» **EXERCISE DETAILS**: Copy every line below that has the word "difference" in it.

(Collection entries)

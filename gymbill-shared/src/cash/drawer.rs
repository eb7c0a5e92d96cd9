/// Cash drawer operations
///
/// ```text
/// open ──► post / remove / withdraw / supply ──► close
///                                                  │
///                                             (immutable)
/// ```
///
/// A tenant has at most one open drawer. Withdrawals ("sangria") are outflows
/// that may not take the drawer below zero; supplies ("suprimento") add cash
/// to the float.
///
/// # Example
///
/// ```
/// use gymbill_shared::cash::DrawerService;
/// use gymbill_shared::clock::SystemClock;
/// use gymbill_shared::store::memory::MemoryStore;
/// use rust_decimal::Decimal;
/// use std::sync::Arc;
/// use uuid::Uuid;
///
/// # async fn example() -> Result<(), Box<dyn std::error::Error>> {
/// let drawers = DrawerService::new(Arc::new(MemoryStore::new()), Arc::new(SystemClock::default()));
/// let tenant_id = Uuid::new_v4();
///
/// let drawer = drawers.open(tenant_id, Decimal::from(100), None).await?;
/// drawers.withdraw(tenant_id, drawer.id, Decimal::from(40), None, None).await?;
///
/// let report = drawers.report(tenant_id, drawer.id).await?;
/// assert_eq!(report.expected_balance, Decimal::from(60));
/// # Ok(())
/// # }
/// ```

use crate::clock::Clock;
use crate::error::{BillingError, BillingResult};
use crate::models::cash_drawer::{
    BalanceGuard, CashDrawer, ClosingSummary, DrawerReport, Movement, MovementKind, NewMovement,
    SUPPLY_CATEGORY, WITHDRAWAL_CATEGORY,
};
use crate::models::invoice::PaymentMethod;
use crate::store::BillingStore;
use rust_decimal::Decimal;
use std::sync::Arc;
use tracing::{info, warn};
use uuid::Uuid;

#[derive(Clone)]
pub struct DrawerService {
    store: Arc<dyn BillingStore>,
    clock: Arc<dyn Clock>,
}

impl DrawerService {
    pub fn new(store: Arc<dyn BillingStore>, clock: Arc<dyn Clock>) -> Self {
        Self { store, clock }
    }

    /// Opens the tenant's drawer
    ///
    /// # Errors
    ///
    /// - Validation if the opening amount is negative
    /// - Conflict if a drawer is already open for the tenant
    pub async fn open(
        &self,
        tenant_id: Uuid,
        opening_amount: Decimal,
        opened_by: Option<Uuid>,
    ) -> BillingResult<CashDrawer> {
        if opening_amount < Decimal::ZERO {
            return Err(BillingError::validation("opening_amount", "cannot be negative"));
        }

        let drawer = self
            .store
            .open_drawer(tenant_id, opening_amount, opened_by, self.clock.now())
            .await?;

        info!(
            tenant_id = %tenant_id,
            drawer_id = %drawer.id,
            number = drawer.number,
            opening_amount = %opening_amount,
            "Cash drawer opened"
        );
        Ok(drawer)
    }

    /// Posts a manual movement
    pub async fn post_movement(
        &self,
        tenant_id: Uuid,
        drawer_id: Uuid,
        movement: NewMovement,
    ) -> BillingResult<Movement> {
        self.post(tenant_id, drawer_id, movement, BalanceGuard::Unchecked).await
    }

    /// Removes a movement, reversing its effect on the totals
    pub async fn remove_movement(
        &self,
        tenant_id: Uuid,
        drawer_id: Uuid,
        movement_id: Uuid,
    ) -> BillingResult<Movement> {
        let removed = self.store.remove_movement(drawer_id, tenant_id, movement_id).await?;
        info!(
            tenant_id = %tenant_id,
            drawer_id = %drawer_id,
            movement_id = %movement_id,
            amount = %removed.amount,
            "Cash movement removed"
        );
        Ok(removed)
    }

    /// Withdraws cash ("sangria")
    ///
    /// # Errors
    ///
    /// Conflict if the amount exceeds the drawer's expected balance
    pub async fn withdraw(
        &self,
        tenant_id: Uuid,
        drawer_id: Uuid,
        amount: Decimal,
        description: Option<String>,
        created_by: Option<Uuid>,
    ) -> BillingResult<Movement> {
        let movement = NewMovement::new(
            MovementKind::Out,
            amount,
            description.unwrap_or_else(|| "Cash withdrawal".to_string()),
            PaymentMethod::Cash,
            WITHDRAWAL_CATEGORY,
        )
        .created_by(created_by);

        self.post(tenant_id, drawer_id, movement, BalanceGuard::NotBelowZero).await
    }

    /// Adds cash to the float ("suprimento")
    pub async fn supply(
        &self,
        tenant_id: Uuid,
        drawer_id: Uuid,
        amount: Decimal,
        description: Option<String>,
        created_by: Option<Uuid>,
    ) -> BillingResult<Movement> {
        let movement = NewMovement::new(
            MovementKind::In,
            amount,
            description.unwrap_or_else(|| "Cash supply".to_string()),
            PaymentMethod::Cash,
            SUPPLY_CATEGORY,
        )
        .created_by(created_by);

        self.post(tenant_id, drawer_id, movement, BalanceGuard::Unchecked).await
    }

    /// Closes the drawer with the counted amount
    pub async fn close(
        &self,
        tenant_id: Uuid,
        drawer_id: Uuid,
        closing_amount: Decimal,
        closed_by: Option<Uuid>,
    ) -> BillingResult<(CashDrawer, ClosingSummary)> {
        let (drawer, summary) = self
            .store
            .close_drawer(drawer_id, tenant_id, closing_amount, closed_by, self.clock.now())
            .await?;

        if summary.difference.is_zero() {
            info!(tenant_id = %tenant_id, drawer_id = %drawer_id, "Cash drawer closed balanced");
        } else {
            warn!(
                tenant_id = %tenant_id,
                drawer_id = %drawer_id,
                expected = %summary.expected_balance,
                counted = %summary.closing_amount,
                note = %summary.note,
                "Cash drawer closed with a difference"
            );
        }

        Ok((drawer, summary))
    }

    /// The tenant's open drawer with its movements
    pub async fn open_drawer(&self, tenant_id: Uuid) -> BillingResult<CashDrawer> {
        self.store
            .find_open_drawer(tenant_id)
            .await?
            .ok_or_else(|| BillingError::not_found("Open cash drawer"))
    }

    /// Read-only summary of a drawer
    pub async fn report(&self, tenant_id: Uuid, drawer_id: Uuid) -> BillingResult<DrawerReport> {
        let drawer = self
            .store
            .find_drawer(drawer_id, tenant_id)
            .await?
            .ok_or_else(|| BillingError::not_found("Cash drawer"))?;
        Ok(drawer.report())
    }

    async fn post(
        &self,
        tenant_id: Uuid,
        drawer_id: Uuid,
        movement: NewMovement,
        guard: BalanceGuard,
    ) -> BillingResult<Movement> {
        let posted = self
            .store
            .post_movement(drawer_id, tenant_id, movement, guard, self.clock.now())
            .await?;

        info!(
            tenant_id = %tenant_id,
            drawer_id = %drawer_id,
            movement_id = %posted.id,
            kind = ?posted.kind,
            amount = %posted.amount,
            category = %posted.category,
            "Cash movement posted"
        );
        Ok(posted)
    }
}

---

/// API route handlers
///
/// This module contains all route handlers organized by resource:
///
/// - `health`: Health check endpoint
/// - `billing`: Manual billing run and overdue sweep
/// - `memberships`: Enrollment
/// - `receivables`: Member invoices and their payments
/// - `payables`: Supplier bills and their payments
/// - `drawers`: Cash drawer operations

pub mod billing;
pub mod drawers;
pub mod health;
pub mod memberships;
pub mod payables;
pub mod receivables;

---

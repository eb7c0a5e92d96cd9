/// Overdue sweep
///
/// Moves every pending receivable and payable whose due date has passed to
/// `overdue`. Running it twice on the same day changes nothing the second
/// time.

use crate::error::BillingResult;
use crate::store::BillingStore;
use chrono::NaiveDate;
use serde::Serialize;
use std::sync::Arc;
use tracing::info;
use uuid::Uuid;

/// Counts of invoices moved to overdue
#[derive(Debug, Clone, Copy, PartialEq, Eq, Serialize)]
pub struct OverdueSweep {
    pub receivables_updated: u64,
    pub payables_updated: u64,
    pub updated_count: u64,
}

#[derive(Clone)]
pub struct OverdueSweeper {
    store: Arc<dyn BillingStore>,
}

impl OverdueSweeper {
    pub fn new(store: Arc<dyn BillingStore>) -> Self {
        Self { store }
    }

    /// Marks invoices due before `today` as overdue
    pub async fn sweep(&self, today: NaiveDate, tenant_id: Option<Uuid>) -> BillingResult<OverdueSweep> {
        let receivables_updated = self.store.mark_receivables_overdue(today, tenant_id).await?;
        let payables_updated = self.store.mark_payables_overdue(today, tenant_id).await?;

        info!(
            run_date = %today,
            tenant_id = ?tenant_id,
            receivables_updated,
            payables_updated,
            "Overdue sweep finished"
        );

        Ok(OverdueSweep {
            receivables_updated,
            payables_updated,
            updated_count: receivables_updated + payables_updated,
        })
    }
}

» **PROBLEM SOLUTION**:
        if summary.difference.is_zero() {
                "Cash drawer closed with a difference"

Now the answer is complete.